Sunday, October 18, 2020

Pilars of the Earth


A friend of mine lent me the game Pillars of the Earth. I've never read the book, but Michelle has, and I was always interested in the board game based on it. Even the fact that they made a game based on this thick tome of historical fiction about (presumably) building a cathedral is pretty fascinating don't you think?


I played it once solo to learn the rules, then played it once with Pallas and once today with Michelle. Both of them liked it, and I really like it too. It's got a beautiful board with some beautiful components, and it's a worker placement game with some different takes on the whole worker mechanic, so it's pretty much exactly what I look for in a game.


It's pretty simple really. Six rounds, broken into two main phases. First phase you draft some cards- either you send a certain number of workers (you have a bunch) to one of three resource areas in exchange for a certain number of resource cubes, or you pay some gold to buy another craftsperson which you take into your hand. Maximum hand number of these crafters is five. They are what convert your resources into victory points later on.


The second phase is where it gets interesting- each player has a number of master workers in a bag, and each worker is drawn blind from the bag one by one. The first worker drawn has the option to either pay 7 gold (a lot) to place their worker on the board, or pass. Either way the next worker drawn from the bag, even if it's the same colour as the previously drawn one, has the same opportunity, only this time it only costs 6 gold. This goes all the way down and if everyone passes, then all workers still left can be placed for free in the order they were first drawn. This is quite unique to my experience and a lot of fun as it makes for some hard and interesting decisions.

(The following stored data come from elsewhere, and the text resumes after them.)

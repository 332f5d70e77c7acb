//! HTTP transport implementation.
//!
//! Requests follow the Elasticsearch REST layout (`/_bulk`, `/_doc`,
//! `/_search`, `/_search/scroll`, `/_count`, `/_refresh`). The actual HTTP
//! client is abstracted via a trait so any library (reqwest, hyper, ureq)
//! or an in-process loopback can carry the bytes.

use crate::config::HttpConfig;
use crate::error::{ClientError, ClientResult};
use crate::transport::{DocumentTransport, VersionedDocument, WriteAck, WriteRequest};
use docbulk_protocol::{
    encode_bulk_body, format_ttl, BulkAction, BulkItemResponse, BulkResponse, ClearScrollRequest,
    ConcurrencyToken, CountRequest, CountResponse, GetResponse, RefreshPolicy, ScrollRequest,
    SearchPage, SearchRequest, SearchResponse, WriteResponse,
};
use parking_lot::RwLock;
use serde::de::DeserializeOwned;
use serde::Serialize;
use std::fmt;
use std::time::Duration;
use tracing::{debug, trace};

/// HTTP request method.
#[derive(Debug, Clone, Copy, PartialEq, Eq, Hash)]
pub enum Method {
    /// GET
    Get,
    /// POST
    Post,
    /// PUT
    Put,
    /// DELETE
    Delete,
}

impl Method {
    /// Returns the method name.
    pub fn as_str(&self) -> &'static str {
        match self {
            Method::Get => "GET",
            Method::Post => "POST",
            Method::Put => "PUT",
            Method::Delete => "DELETE",
        }
    }
}

impl fmt::Display for Method {
    fn fmt(&self, f: &mut fmt::Formatter<'_>) -> fmt::Result {
        f.write_str(self.as_str())
    }
}

/// Status and body of an HTTP response.
#[derive(Debug, Clone, PartialEq, Eq)]
pub struct HttpResponse {
    /// HTTP status.
    pub status: u16,
    /// Response body.
    pub body: Vec<u8>,
}

impl HttpResponse {
    /// Creates a response.
    pub fn new(status: u16, body: Vec<u8>) -> Self {
        Self { status, body }
    }

    /// Returns true for 2xx statuses.
    pub fn is_success(&self) -> bool {
        (200..300).contains(&self.status)
    }
}

/// HTTP client abstraction.
///
/// Implement this trait to provide the actual HTTP transport. Errors are
/// connection-level failures only; non-2xx responses are returned as
/// [`HttpResponse`]s.
pub trait HttpClient: Send + Sync {
    /// Sends a request and returns the response.
    fn send(
        &self,
        method: Method,
        url: &str,
        body: Option<Vec<u8>>,
        timeout: Duration,
    ) -> Result<HttpResponse, String>;

    /// Checks if the client is healthy.
    fn is_healthy(&self) -> bool {
        true
    }
}

/// HTTP-based document transport.
///
/// Bodies are JSON, except bulk requests which are NDJSON.
pub struct HttpTransport<H: HttpClient> {
    config: HttpConfig,
    client: H,
    last_error: RwLock<Option<String>>,
}

impl<H: HttpClient> HttpTransport<H> {
    /// Creates a new HTTP transport.
    pub fn new(config: HttpConfig, client: H) -> Self {
        Self {
            config,
            client,
            last_error: RwLock::new(None),
        }
    }

    /// Returns the base URL.
    pub fn base_url(&self) -> &str {
        &self.config.base_url
    }

    /// Returns the configuration.
    pub fn config(&self) -> &HttpConfig {
        &self.config
    }

    /// Returns the underlying client.
    pub fn client(&self) -> &H {
        &self.client
    }

    /// Returns the last connection error, cleared by the next success.
    pub fn last_error(&self) -> Option<String> {
        self.last_error.read().clone()
    }

    /// Returns true if the client reports itself healthy.
    pub fn is_healthy(&self) -> bool {
        self.client.is_healthy()
    }

    fn send(&self, method: Method, path: &str, body: Option<Vec<u8>>) -> ClientResult<HttpResponse> {
        let url = format!("{}{}", self.config.base_url, path);
        trace!(%method, %url, "sending request");
        let response = self
            .client
            .send(method, &url, body, self.config.timeout)
            .map_err(|e| {
                *self.last_error.write() = Some(e.clone());
                ClientError::transport_retryable(e)
            })?;
        *self.last_error.write() = None;
        Ok(response)
    }

    fn send_json<Req: Serialize>(
        &self,
        method: Method,
        path: &str,
        request: &Req,
    ) -> ClientResult<HttpResponse> {
        let body = serde_json::to_vec(request)
            .map_err(|e| ClientError::Protocol(format!("failed to encode request: {e}")))?;
        self.send(method, path, Some(body))
    }
}

fn decode<R: DeserializeOwned>(response: HttpResponse, id: Option<&str>) -> ClientResult<R> {
    if !response.is_success() {
        return Err(ClientError::from_response(response.status, &response.body, id));
    }
    serde_json::from_slice(&response.body)
        .map_err(|e| ClientError::Protocol(format!("failed to decode response: {e}")))
}

/// Percent-encodes a path segment.
fn encode_segment(raw: &str) -> String {
    let mut out = String::with_capacity(raw.len());
    for byte in raw.bytes() {
        match byte {
            b'A'..=b'Z' | b'a'..=b'z' | b'0'..=b'9' | b'-' | b'_' | b'.' | b'~' => {
                out.push(char::from(byte))
            }
            _ => out.push_str(&format!("%{byte:02X}")),
        }
    }
    out
}

fn doc_path(index: &str, id: &str) -> String {
    format!("/{}/_doc/{}", encode_segment(index), encode_segment(id))
}

fn write_query(
    op_type: Option<&str>,
    token: Option<ConcurrencyToken>,
    refresh: RefreshPolicy,
) -> String {
    let mut params = Vec::new();
    if let Some(op_type) = op_type {
        params.push(format!("op_type={op_type}"));
    }
    if let Some(token) = token {
        params.push(format!("if_seq_no={}", token.sequence));
        params.push(format!("if_primary_term={}", token.epoch));
    }
    params.push(format!("refresh={}", refresh.as_param()));
    format!("?{}", params.join("&"))
}
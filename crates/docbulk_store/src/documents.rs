//! Versioned document storage.

use crate::config::StoreConfig;
use crate::error::{StoreError, StoreResult};
use crate::query::Query;
use docbulk_protocol::{
    BulkAction, BulkItemResponse, BulkResponse, ConcurrencyToken, GetResponse, ItemResult, OpType,
    RawHit, RefreshPolicy, WriteResponse,
};
use parking_lot::RwLock;
use serde_json::Value;
use std::collections::{BTreeMap, BTreeSet, HashMap};
use std::time::Instant;
use tracing::debug;
use uuid::Uuid;

/// A stored document together with its version.
#[derive(Debug, Clone, PartialEq)]
pub struct StoredDocument {
    /// Document id.
    pub id: String,
    /// Sequence number of the write that produced this version.
    pub seq_no: u64,
    /// Primary term of that write.
    pub primary_term: u64,
    /// Document body.
    pub source: Value,
}

impl StoredDocument {
    /// Returns the version of this document.
    pub fn token(&self) -> ConcurrencyToken {
        ConcurrencyToken::new(self.primary_term, self.seq_no)
    }

    fn to_hit(&self, index: &str, with_version: bool) -> RawHit {
        RawHit {
            index: index.to_string(),
            id: self.id.clone(),
            seq_no: with_version.then_some(self.seq_no),
            primary_term: with_version.then_some(self.primary_term),
            source: Some(self.source.clone()),
        }
    }
}

/// Result of an applied write.
#[derive(Debug, Clone, PartialEq, Eq)]
pub struct WriteOp {
    /// Document id.
    pub id: String,
    /// Sequence number assigned to the write.
    pub seq_no: u64,
    /// Primary term of the write.
    pub primary_term: u64,
    /// `created`, `updated` or `deleted`.
    pub result: &'static str,
    /// HTTP status of the write.
    pub status: u16,
}

impl WriteOp {
    fn to_response(&self, index: &str) -> WriteResponse {
        WriteResponse {
            index: index.to_string(),
            id: self.id.clone(),
            result: self.result.to_string(),
            seq_no: self.seq_no,
            primary_term: self.primary_term,
        }
    }

    fn to_item(&self, index: &str) -> ItemResult {
        ItemResult {
            index: Some(index.to_string()),
            id: Some(self.id.clone()),
            status: self.status,
            seq_no: Some(self.seq_no),
            primary_term: Some(self.primary_term),
            result: Some(self.result.to_string()),
            error: None,
        }
    }
}

fn failed_item(index: Option<&str>, id: Option<String>, err: &StoreError) -> ItemResult {
    let (result, error) = match err {
        StoreError::DocumentMissing { .. } => (Some("not_found".to_string()), None),
        other => (None, Some(other.to_cause())),
    };
    ItemResult {
        index: index.map(str::to_string),
        id,
        status: err.status(),
        seq_no: None,
        primary_term: None,
        result,
        error,
    }
}

/// One index: live documents plus the snapshot searches see.
#[derive(Debug, Default)]
struct IndexState {
    live: BTreeMap<String, StoredDocument>,
    searchable: BTreeMap<String, StoredDocument>,
    next_seq_no: u64,
    dirty: bool,
}

impl IndexState {
    fn check_token(
        &self,
        id: &str,
        token: Option<ConcurrencyToken>,
    ) -> StoreResult<Option<&StoredDocument>> {
        let current = self.live.get(id);
        match (token, current) {
            (None, _) => Ok(current),
            (Some(required), None) => Err(StoreError::conflict(
                id,
                format!(
                    "required seqNo [{}], primary term [{}] but no document was found",
                    required.sequence, required.epoch
                ),
            )),
            (Some(required), Some(doc)) if doc.token() != required => Err(StoreError::conflict(
                id,
                format!(
                    "required seqNo [{}], primary term [{}]. current document has seqNo [{}] and primary term [{}]",
                    required.sequence, required.epoch, doc.seq_no, doc.primary_term
                ),
            )),
            (Some(_), Some(doc)) => Ok(Some(doc)),
        }
    }

    fn take_seq_no(&mut self) -> u64 {
        let seq_no = self.next_seq_no;
        self.next_seq_no += 1;
        self.dirty = true;
        seq_no
    }

    fn put(
        &mut self,
        op_type: OpType,
        id: String,
        token: Option<ConcurrencyToken>,
        source: Value,
        primary_term: u64,
    ) -> StoreResult<WriteOp> {
        if op_type == OpType::Create && token.is_some() {
            return Err(StoreError::InvalidRequest(
                "create operations do not support compare and set".into(),
            ));
        }
        let existing = self.check_token(&id, token)?.map(|doc| doc.seq_no);
        if let (OpType::Create, Some(seq_no)) = (op_type, existing) {
            return Err(StoreError::conflict(
                &id,
                format!("document already exists (current seqNo [{seq_no}])"),
            ));
        }

        let seq_no = self.take_seq_no();
        let (result, status) = match existing {
            Some(_) => ("updated", 200),
            None => ("created", 201),
        };
        self.live.insert(
            id.clone(),
            StoredDocument {
                id: id.clone(),
                seq_no,
                primary_term,
                source,
            },
        );
        Ok(WriteOp {
            id,
            seq_no,
            primary_term,
            result,
            status,
        })
    }

    fn remove(
        &mut self,
        id: String,
        token: Option<ConcurrencyToken>,
        primary_term: u64,
    ) -> StoreResult<WriteOp> {
        if self.check_token(&id, token)?.is_none() {
            return Err(StoreError::DocumentMissing { id });
        }
        let seq_no = self.take_seq_no();
        self.live.remove(&id);
        Ok(WriteOp {
            id,
            seq_no,
            primary_term,
            result: "deleted",
            status: 200,
        })
    }

    fn refresh(&mut self) {
        if self.dirty {
            self.searchable = self.live.clone();
            self.dirty = false;
        }
    }
}

fn parse_source(source: &[u8]) -> StoreResult<Value> {
    match serde_json::from_slice::<Value>(source)? {
        object @ Value::Object(_) => Ok(object),
        other => Err(StoreError::InvalidRequest(format!(
            "document source must be an object, got {other}"
        ))),
    }
}

fn generate_id() -> String {
    Uuid::new_v4().simple().to_string()
}

/// In-memory document store.
///
/// Indices are created on first write. Gets see every applied write;
/// searches and counts only see what the last refresh published.
pub struct DocumentStore {
    config: StoreConfig,
    indices: RwLock<HashMap<String, IndexState>>,
}

impl DocumentStore {
    /// Creates an empty store.
    pub fn new(config: StoreConfig) -> Self {
        Self {
            config,
            indices: RwLock::new(HashMap::new()),
        }
    }

    /// Returns the store configuration.
    pub fn config(&self) -> &StoreConfig {
        &self.config
    }

    /// Creates an index if it does not exist.
    pub fn create_index(&self, index: &str) {
        self.indices.write().entry(index.to_string()).or_default();
    }

    /// Returns true if the index exists.
    pub fn index_exists(&self, index: &str) -> bool {
        self.indices.read().contains_key(index)
    }

    /// Returns the number of live documents in an index (0 if missing).
    pub fn doc_count(&self, index: &str) -> usize {
        self.indices.read().get(index).map_or(0, |s| s.live.len())
    }

    /// Applies a bulk request.
    ///
    /// Items are applied in order and never abort each other; the response
    /// carries one entry per action. `default_index` is used for actions
    /// that do not name an index.
    pub fn bulk(
        &self,
        default_index: Option<&str>,
        actions: Vec<BulkAction>,
        refresh: RefreshPolicy,
    ) -> StoreResult<BulkResponse> {
        if actions.len() > self.config.max_bulk_actions {
            return Err(StoreError::InvalidRequest(format!(
                "bulk request has {} actions, limit is {}",
                actions.len(),
                self.config.max_bulk_actions
            )));
        }

        let started = Instant::now();
        let primary_term = self.config.primary_term;
        let mut indices = self.indices.write();
        let mut touched = BTreeSet::new();
        let mut items = Vec::with_capacity(actions.len());

        for action in actions {
            let op_type = action.op_type;
            let Some(index) = action.index.as_deref().or(default_index).map(str::to_string) else {
                let err = StoreError::InvalidRequest("action does not name an index".into());
                items.push(BulkItemResponse::new(op_type, failed_item(None, action.id, &err)));
                continue;
            };

            let id = match (op_type, action.id) {
                (_, Some(id)) => id,
                (OpType::Create, None) => generate_id(),
                (_, None) => {
                    let err = StoreError::InvalidRequest("action requires an _id".into());
                    items.push(BulkItemResponse::new(op_type, failed_item(Some(&index), None, &err)));
                    continue;
                }
            };

            let state = indices.entry(index.clone()).or_default();
            let applied = match op_type {
                OpType::Delete => state.remove(id.clone(), action.token, primary_term),
                OpType::Create | OpType::Index => action
                    .source
                    .as_deref()
                    .ok_or_else(|| StoreError::InvalidRequest("action is missing its source".into()))
                    .and_then(parse_source)
                    .and_then(|source| state.put(op_type, id.clone(), action.token, source, primary_term)),
            };

            let item = match applied {
                Ok(op) => {
                    touched.insert(index.clone());
                    op.to_item(&index)
                }
                Err(err) => failed_item(Some(&index), Some(id), &err),
            };
            items.push(BulkItemResponse::new(op_type, item));
        }

        if refresh.makes_visible() {
            for name in &touched {
                if let Some(state) = indices.get_mut(name) {
                    state.refresh();
                }
            }
        }
        drop(indices);

        let response = BulkResponse::new(started.elapsed().as_millis() as u64, items);
        debug!(
            items = response.items.len(),
            errors = response.errors,
            refresh = refresh.as_param(),
            "applied bulk request"
        );
        Ok(response)
    }

    /// Reads a document by id, seeing every applied write.
    pub fn get(&self, index: &str, id: &str) -> StoreResult<GetResponse> {
        let indices = self.indices.read();
        let state = indices
            .get(index)
            .ok_or_else(|| StoreError::IndexNotFound(index.to_string()))?;
        let response = match state.live.get(id) {
            Some(doc) => GetResponse {
                index: index.to_string(),
                id: id.to_string(),
                found: true,
                seq_no: Some(doc.seq_no),
                primary_term: Some(doc.primary_term),
                source: Some(doc.source.clone()),
            },
            None => GetResponse {
                index: index.to_string(),
                id: id.to_string(),
                found: false,
                seq_no: None,
                primary_term: None,
                source: None,
            },
        };
        Ok(response)
    }

    /// Writes a single document.
    ///
    /// A missing `id` is only accepted for creates and gets a generated id.
    pub fn write(
        &self,
        index: &str,
        id: Option<String>,
        op_type: OpType,
        token: Option<ConcurrencyToken>,
        source: &[u8],
        refresh: RefreshPolicy,
    ) -> StoreResult<(u16, WriteResponse)> {
        let id = match (op_type, id) {
            (OpType::Delete, _) => {
                return Err(StoreError::InvalidRequest(
                    "deletes are not writes".into(),
                ))
            }
            (_, Some(id)) => id,
            (OpType::Create, None) => generate_id(),
            (OpType::Index, None) => {
                return Err(StoreError::InvalidRequest("index requires an id".into()))
            }
        };
        let source = parse_source(source)?;

        let mut indices = self.indices.write();
        let state = indices.entry(index.to_string()).or_default();
        let op = state.put(op_type, id, token, source, self.config.primary_term)?;
        if refresh.makes_visible() {
            state.refresh();
        }
        Ok((op.status, op.to_response(index)))
    }

    /// Deletes a single document.
    pub fn delete(
        &self,
        index: &str,
        id: &str,
        token: Option<ConcurrencyToken>,
        refresh: RefreshPolicy,
    ) -> StoreResult<WriteResponse> {
        let mut indices = self.indices.write();
        let state = indices
            .get_mut(index)
            .ok_or_else(|| StoreError::IndexNotFound(index.to_string()))?;
        let op = state.remove(id.to_string(), token, self.config.primary_term)?;
        if refresh.makes_visible() {
            state.refresh();
        }
        Ok(op.to_response(index))
    }

    /// Returns the searchable documents matching a query, ordered by id.
    pub fn search(&self, index: &str, query: &Query, with_version: bool) -> StoreResult<Vec<RawHit>> {
        let indices = self.indices.read();
        let state = indices
            .get(index)
            .ok_or_else(|| StoreError::IndexNotFound(index.to_string()))?;
        Ok(state
            .searchable
            .values()
            .filter(|doc| query.matches(&doc.id, &doc.source))
            .map(|doc| doc.to_hit(index, with_version))
            .collect())
    }

    /// Counts the searchable documents matching a query.
    pub fn count(&self, index: &str, query: &Query) -> StoreResult<u64> {
        let indices = self.indices.read();
        let state = indices
            .get(index)
            .ok_or_else(|| StoreError::IndexNotFound(index.to_string()))?;
        Ok(state
            .searchable
            .values()
            .filter(|doc| query.matches(&doc.id, &doc.source))
            .count() as u64)
    }

    /// Publishes all applied writes of an index to searches.
    pub fn refresh(&self, index: &str) -> StoreResult<()> {
        let mut indices = self.indices.write();
        let state = indices
            .get_mut(index)
            .ok_or_else(|| StoreError::IndexNotFound(index.to_string()))?;
        state.refresh();
        Ok(())
    }
}

impl Default for DocumentStore {
    fn default() -> Self {
        Self::new(StoreConfig::default())
    }
}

The board has a bunch of places that offer differing benefits, as in all worker placements. The trick is to pick the one that gets you the most points, and of course your opponents are blocking you and forcing you to think fast to change tactics. After each round another piece of the cathedral is placed, and at the end of the game you have a cool little wooden cathedral in the middle of the board.

This game isn't super new, and I described it to Pallas as "it's like they heard about worker placement games and only had a vague idea of what those are and designed a cool game based on their conceptions." Which I totally dig. It does stuff I haven't seen in other wp games. It's fun! But if I'm honest I was a little disappointed that the big wooden cathedral, the biggest hook in the game, is really just a glorified round tracker. After each round you add a piece. That's it. And the thing is, there are three other round trackers built into the game already- the craftsperson cards, the favour cards and the event cards all double as ways to keep track of the rounds.

This has the unfortunate effect of turning the big wooden pieces into a gimmick. I really hate to say that, because this is a really fun game! I thought players would maybe work together to gather the necessary resources to build each piece, with maybe points for the player who contributes the most or penalties to those who don't, as in the constructed markets in Euphoria (the game I discussed in the previous post). I almost thought about designing my own variant where this is what you do, but that is a little ambitious and beyond my skills, so I didn't. I wonder if anyone has?

The other day on Twitter someone started a good discussion by calling out some prominent board game YouTubers who had taken it upon themselves to "fix" Elizabeth Hargrave's new game Mariposas. Which I have and have played twice now. I really like it. You play a bunch of Monarch butterflies who have to migrate from Michoacan up to Canada and back, picking up resources and card sets along the way. It's really hard- collecting sets to get points is not always possible while also meeting the other goals and requirements of the game. So RandomDude decided to make a rule where something something something. I dunno. He made it easier anyways.

So, on the one hand, if you buy a game, you have every right to house rule and do whatever you want with it. You bought it. Bonk each other on the head with the board and smash each other in the face with the box for all I care. 

On the other hand, doing this with your platform of thousands and implying you know better than the designer is a little ... I can see where this raises eyebrows. Especially when Elizabeth Hargrave, award-winning designer of the massively huge game Wingspan, has had to face all kinds of misogynistic passive aggressiveness and aggressive aggressiveness just for being a woman in the board game design world. 

And again, if RandomDude was just saying "this is too hard so I made it easier for me lol lol I'm terrible at games" I would be the first one to give a thumbsup emoji. You do you! Have fun! But this RandomDude (who is not just some random dude at all but one of the biggest BG personalities) has a history of blundering into these sorts of gendered "controversies" (for want of a better term, these are hardly scandals on the scale of separating children from their parents in ICE concentration camps) and claiming innocent ignorance.  "Oh I didn't realize I was being a dick! Teach me better I want to learn!!" I'm less inclined lately to pardon ignorance when your google bar is just right over there. 

But I do wish we were actively building the cathedral in Pillars of the Earth.